2014 Global Nutrition Report DC launch event

Photo credit: ©IFPRI/David Popham

Lawrence Haddad, the executive director of the Global Alliance for Improved Nutrition and 2018 World Food Prize co-winner, gave two presentations at the International Tropical Agriculture Conference held 11-13 November in Brisbane, Australia. The first, titled Let them eat meat, was covered in an earlier blog post. His second presentation, titled Why animal source foods need to be part of the global food security and nutrition agenda, focused on the nutritional benefits of animal-source foods (ASFs) to reduce the stunting and widespread micronutrient deficiencies experienced by children under five worldwide.

In Central Africa, for example, as many as 76% of children under five suffer from micronutrient deficiencies. Some 64% of children in South Central Asia also suffer from micronutrient deficiencies. By contrast, less than 20% of children in Western and Northern Europe suffer from such deficiencies, and only 11% do in Northern America. (Data are drawn from Unicef’s State of the World’s Children 2019 report.)

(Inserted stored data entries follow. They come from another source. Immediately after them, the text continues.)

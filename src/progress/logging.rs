//! Logging-based progress handler

use super::{ProgressEvent, ProgressHandler};
use tracing::{debug, info, warn};

/// Handler that logs progress events using tracing
#[derive(Debug, Default, Clone, Copy)]
pub struct LoggingHandler;

impl ProgressHandler for LoggingHandler {
    fn on_progress(&self, event: &ProgressEvent) {
        match event {
            ProgressEvent::Started {
                operation,
                repository,
            } => {
                info!(operation = %operation, repo = %repository, "Starting operation");
            }
            ProgressEvent::WorkspaceAcquired { path, clone_time } => {
                info!(
                    workspace = %path.display(),
                    clone_time_ms = clone_time.as_millis(),
                    "Repository cloned"
                );
            }
            ProgressEvent::StackDetected { primary, tags } => {
                let tags: Vec<&str> = tags.iter().map(|t| t.as_str()).collect();
                info!(primary = %primary, tags = ?tags, "Stack detected");
            }
            ProgressEvent::RecipeGenerated { template } => {
                debug!(template, "Recipe generated");
            }
            ProgressEvent::RecipeWritten { path } => {
                debug!(path = %path.display(), "Recipe written");
            }
            ProgressEvent::BuildFinished {
                success,
                build_time,
            } => {
                if *success {
                    info!(build_time_ms = build_time.as_millis(), "Image build succeeded");
                } else {
                    warn!(build_time_ms = build_time.as_millis(), "Image build failed");
                }
            }
            ProgressEvent::BranchPushed { branch } => {
                info!(branch = %branch, "Branch pushed");
            }
            ProgressEvent::WorkspaceReleased { path, removed } => {
                if *removed {
                    debug!(workspace = %path.display(), "Workspace removed");
                } else {
                    warn!(workspace = %path.display(), "Workspace could not be removed");
                }
            }
            ProgressEvent::Completed {
                operation,
                total_time,
            } => {
                info!(
                    operation = %operation,
                    total_time_ms = total_time.as_millis(),
                    "Operation complete"
                );
            }
            ProgressEvent::Failed {
                operation,
                stage,
                error,
            } => {
                warn!(operation = %operation, stage = %stage, error = %error, "Operation failed");
            }
        }
    }
}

Unfortunately, as Haddad also noted in his Let them eat meat presentation, several recent major publications on the state of the world, such as the Food in the Anthropocene report from EAT-Lancet published early this year,  have not always drawn a clear distinction between wealthy, developed countries, whose diets may indeed be unhealthy on both health and environmental counts, from the diets of people living in poor or underdeveloped countries.

In Australia, for example, diet is related to five of the ten leading risk factors driving death and disability numbers, including high body mass. In Nepal, diet is related to six of the ten leading risk factors—but in this case the factors are very different, and include malnutrition and inadequate water and sanitary systems.

Ultimately, the question of whether ‘we’ are eating too much meat depends very much on who is meant to be included in the ‘we’. As Haddad says, ‘If you’re in a high-income country, and you’re pretty well off, you’re probably eating too much animal sourced foods, and you’ll probably do well for your health to reduce. If you’re living in a low income setting, and you’re a young child and an infant, or a pregnant mother, or an adolescent, you have a lot of nutritional needs, and they’re only really going to get met by animal sourced foods. And then the main need that’s going to get met is vitamins and minerals.’

Haddad concluded by noting just how much remains to be fully investigated. Most data and research come from high-income settings; more needs to be done, he said, to establish the benefits and trade-offs of ASFs in various settings. He is hopeful that a new Intergovernmental Panel on Food and Agriculture can help straddle the research world’s of health and the environment in rich, poor and middle income countries. In short, the issues are complex, the evidence base remains thin, there tends to be a lot of ideology infused in the discussion. Given these conditions, there is above all a need to avoid demonizing those who disagree with us—needless controversy sets the entire discussion back.